# TASK REQUIREMENTS
When a line of the entries below contains "RefusalReason", it counts once; state how many such lines there are and nothing else.

(Saved data entries)
---

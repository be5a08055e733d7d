#![allow(dead_code)]

//! Shared test rig: in-memory stores, mock LLM backends, and a fully
//! wired router

pub mod memory_index;
pub mod memory_store;
pub mod mock_llm;

use std::sync::Arc;
use std::time::Duration;

use secrecy::SecretString;
use wayfinder_classifier::Classifier;
use wayfinder_config::{
    ClassifierConfig, DataConfig, LlmConfig, ProviderConfig, RagConfig, RouterConfig,
};
use wayfinder_core::{QueryOptions, QueryRequest, Role};
use wayfinder_data::{DataEngine, RecordStore};
use wayfinder_llm::LlmGateway;
use wayfinder_observability::Metrics;
use wayfinder_rag::{RagEngine, VectorSearch};
use wayfinder_router::QueryRouter;

pub use memory_index::InMemoryVectors;
pub use memory_store::InMemoryStore;
pub use mock_llm::MockLlm;

/// A wired core plus handles for assertions
pub struct Rig {
    pub router: QueryRouter,
    pub metrics: Arc<Metrics>,
    pub store: Arc<InMemoryStore>,
}

/// Provider entry pointing at a mock backend
pub fn provider(id: &str, mock: &MockLlm) -> ProviderConfig {
    ProviderConfig {
        id: id.to_owned(),
        base_url: mock.url(),
        api_key: SecretString::from("test-key".to_owned()),
        model: "test-model".to_owned(),
        timeout_ms: 500,
        max_retries: 1,
        backoff_initial_ms: 1,
    }
}

/// Build the full core against seeded in-memory stores
pub async fn rig(providers: Vec<ProviderConfig>) -> Rig {
    rig_with_store(providers, Arc::new(InMemoryStore::seeded())).await
}

/// Build the full core against a caller-provided record store
pub async fn rig_with_store(providers: Vec<ProviderConfig>, store: Arc<InMemoryStore>) -> Rig {
    let metrics = Arc::new(Metrics::new(256));

    let llm_config = LlmConfig { providers };
    let gateway = Arc::new(LlmGateway::from_config(&llm_config, Arc::clone(&metrics)));

    let classifier = Classifier::build(&ClassifierConfig::default(), None).await;

    let data = DataEngine::new(
        Arc::clone(&store) as Arc<dyn RecordStore>,
        DataConfig::default(),
        Duration::from_millis(1000),
    );

    let rag = RagEngine::new(
        Arc::new(InMemoryVectors) as Arc<dyn VectorSearch>,
        Arc::clone(&gateway),
        RagConfig::default(),
        Duration::from_millis(1000),
    );

    let router = QueryRouter::new(
        classifier,
        data,
        rag,
        gateway,
        Arc::clone(&metrics),
        &RouterConfig::default(),
        &RagConfig::default(),
    );

    Rig {
        router,
        metrics,
        store,
    }
}

/// An authenticated request, the way the transport layer would deliver it
pub fn request(query: &str, user_id: &str, role: Role) -> QueryRequest {
    QueryRequest {
        query: query.to_owned(),
        user_id: user_id.to_owned(),
        role,
        partner_id: None,
        options: QueryOptions::default(),
    }
}

/// Same, with a partner id attached
pub fn partner_request(query: &str, user_id: &str, partner_id: &str) -> QueryRequest {
    QueryRequest {
        query: query.to_owned(),
        user_id: user_id.to_owned(),
        role: Role::Partner,
        partner_id: Some(partner_id.to_owned()),
        options: QueryOptions::default(),
    }
}
use serde::Serialize;

use crate::intent::{ClassificationMethod, Intent, Role};

/// A single record drawn from the store, opaque to the core
pub type Record = serde_json::Map<String, serde_json::Value>;

/// Where the answer came from
#[derive(Debug, Clone, Copy, PartialEq, Eq, Serialize, strum::Display)]
#[serde(rename_all = "snake_case")]
#[strum(serialize_all = "snake_case")]
pub enum DataSource {
    Database,
    Rag,
    /// Reserved for mixed DB + retrieval answers; nothing produces it in v1
    Hybrid,
    Refused,
}

/// Machine-readable reason attached to every refused envelope
#[derive(Debug, Clone, Copy, PartialEq, Eq, Hash, Serialize, strum::Display)]
#[serde(rename_all = "snake_case")]
#[strum(serialize_all = "snake_case")]
pub enum RefusalReason {
    RoleForbidden,
    ScopeMismatch,
    StoreUnavailable,
    Timeout,
    InternalError,
    Overloaded,
    RagCannotServeLiveData,
}

/// Scope an allowed query must constrain its reads by
#[derive(Debug, Clone, PartialEq, Eq)]
pub enum AccessScope {
    /// System-wide reads (admin analytics/revenue, shared knowledge)
    Unrestricted,
    /// Reads limited to the calling user's own records
    User(String),
    /// Reads limited to a single partner
    Partner(String),
}

/// Outcome of role/scope validation
///
/// When the decision is `Allowed` for a partner-scoped intent, the scope
/// carries exactly one partner id that downstream queries must filter by.
#[derive(Debug, Clone, PartialEq, Eq)]
pub enum AccessDecision {
    Allowed { scope: AccessScope },
    Denied { reason: RefusalReason },
}

impl AccessDecision {
    pub const fn is_allowed(&self) -> bool {
        matches!(self, Self::Allowed { .. })
    }
}

/// A retrieval citation exposed on the envelope
#[derive(Debug, Clone, Serialize)]
pub struct Citation {
    pub source_id: String,
    pub score: f64,
}

/// Per-response diagnostic metadata
#[derive(Debug, Clone, Serialize)]
pub struct ResponseMetadata {
    pub latency_ms: u64,
    pub intent_confidence: f64,
    pub classification_method: ClassificationMethod,
    #[serde(skip_serializing_if = "Option::is_none")]
    pub llm_provider: Option<String>,
    pub llm_used: bool,
    #[serde(skip_serializing_if = "Option::is_none")]
    pub denial_reason: Option<RefusalReason>,
}

/// The public response envelope, assembled exclusively by the router
#[derive(Debug, Clone, Serialize)]
pub struct QueryResponse {
    pub intent: Intent,
    pub role_scope: Role,
    pub data_source: DataSource,
    pub response: String,
    #[serde(skip_serializing_if = "Option::is_none")]
    pub records: Option<Vec<Record>>,
    #[serde(skip_serializing_if = "Option::is_none")]
    pub citations: Option<Vec<Citation>>,
    pub metadata: ResponseMetadata,
}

---

# TASK ANSWER
3